▶ Records excerpted from a collection

==============================

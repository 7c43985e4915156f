use clap::{Arg, ArgGroup, Command, value_parser};

use crate::common::source_args;

pub const COORDS_CMD: &str = "coords";

pub const COORDS_RESOLUTIONS: &str = "resolutions";
pub const COORDS_CHROMOSOMES: &str = "chromosomes";
pub const COORDS_REGIONS: &str = "regions";
pub const COORDS_ORDER: &str = "order";
pub const COORDS_HEADER: &str = "header";
pub const COORDS_CLUSTERS: &str = "clusters";
pub const COORDS_CENTROIDS: &str = "centroids";
pub const COORDS_MODELS: &str = "models";
pub const COORDS_MODEL: &str = "model";
pub const COORDS_MODEL_COORDS: &str = "coords";

fn resolution_arg() -> Arg {
    Arg::new("resolution")
        .long("resolution")
        .short('r')
        .required(true)
        .value_parser(value_parser!(u32))
        .help("Resolution of the models")
}

fn region_arg() -> Arg {
    Arg::new("region")
        .long("region")
        .required(true)
        .help("Region identifier")
}

fn subcommand(name: &'static str, about: &'static str) -> Command {
    Command::new(name).about(about).args(source_args())
}

pub fn create_coords_cli() -> Command {
    Command::new(COORDS_CMD)
        .author("mgread")
        .about("Query 3D chromosome models stored per resolution")
        .subcommand_required(true)
        .arg_required_else_help(true)
        .subcommand(subcommand(
            COORDS_RESOLUTIONS,
            "List the resolutions present in the store",
        ))
        .subcommand(
            subcommand(
                COORDS_CHROMOSOMES,
                "List the chromosomes with models at a resolution",
            )
            .arg(resolution_arg()),
        )
        .subcommand(
            subcommand(
                COORDS_REGIONS,
                "List the regions overlapping a chromosome range",
            )
            .arg(resolution_arg())
            .arg(Arg::new("chrom").long("chrom").short('c').required(true))
            .arg(
                Arg::new("start")
                    .long("start")
                    .short('s')
                    .required(true)
                    .value_parser(value_parser!(i64)),
            )
            .arg(
                Arg::new("end")
                    .long("end")
                    .short('e')
                    .required(true)
                    .value_parser(value_parser!(i64)),
            ),
        )
        .subcommand(
            subcommand(
                COORDS_ORDER,
                "Order the regions of a chromosome by start",
            )
            .arg(resolution_arg())
            .arg(Arg::new("chrom").long("chrom").short('c'))
            .arg(Arg::new("region").long("region"))
            .group(
                ArgGroup::new("order-key")
                    .args(["chrom", "region"])
                    .required(true),
            ),
        )
        .subcommand(
            subcommand(COORDS_HEADER, "Print the descriptive header of a region")
                .arg(resolution_arg())
                .arg(region_arg()),
        )
        .subcommand(
            subcommand(COORDS_CLUSTERS, "Print the cluster hierarchy of a region")
                .arg(resolution_arg())
                .arg(region_arg()),
        )
        .subcommand(
            subcommand(COORDS_CENTROIDS, "Print the centroid models of a region")
                .arg(resolution_arg())
                .arg(region_arg()),
        )
        .subcommand(
            subcommand(COORDS_MODELS, "Print the (model, cluster) table of a region")
                .arg(resolution_arg())
                .arg(region_arg()),
        )
        .subcommand(
            subcommand(COORDS_MODEL, "Print one page of models of a region")
                .arg(resolution_arg())
                .arg(region_arg())
                .arg(
                    Arg::new("models")
                        .long("models")
                        .short('m')
                        .default_value("centroids")
                        .help("Comma separated model ids, 'all' or 'centroids'"),
                )
                .arg(
                    Arg::new("page")
                        .long("page")
                        .short('p')
                        .default_value("0")
                        .value_parser(value_parser!(usize)),
                )
                .arg(
                    Arg::new("page-size")
                        .long("page-size")
                        .value_parser(value_parser!(usize))
                        .help("Models per page, at most 100. Defaults to $MGREAD_PAGE_SIZE or 10"),
                ),
        )
        .subcommand(
            subcommand(
                COORDS_MODEL_COORDS,
                "Print the coordinates of one model as [x, y, z] triples",
            )
            .arg(resolution_arg())
            .arg(region_arg())
            .arg(
                Arg::new("model-id")
                    .long("model-id")
                    .required(true)
                    .value_parser(value_parser!(i64)),
            ),
        )
}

==============================

Starting at the first line of the entries above, please extract each line up to and including the line with "pub const COORDS_MODEL_COORDS: &str", unchanged, and add nothing.

repository 7c43985e4915156f
use clap::{Arg, ArgGroup, Command, value_parser};

use crate::common::source_args;

pub const COORDS_CMD: &str = "coords";

pub const COORDS_RESOLUTIONS: &str = "resolutions";
pub const COORDS_CHROMOSOMES: &str = "chromosomes";
pub const COORDS_REGIONS: &str = "regions";
pub const COORDS_ORDER: &str = "order";
pub const COORDS_HEADER: &str = "header";
pub const COORDS_CLUSTERS: &str = "clusters";
pub const COORDS_CENTROIDS: &str = "centroids";
pub const COORDS_MODELS: &str = "models";
pub const COORDS_MODEL: &str = "model";
pub const COORDS_MODEL_COORDS: &str = "coords";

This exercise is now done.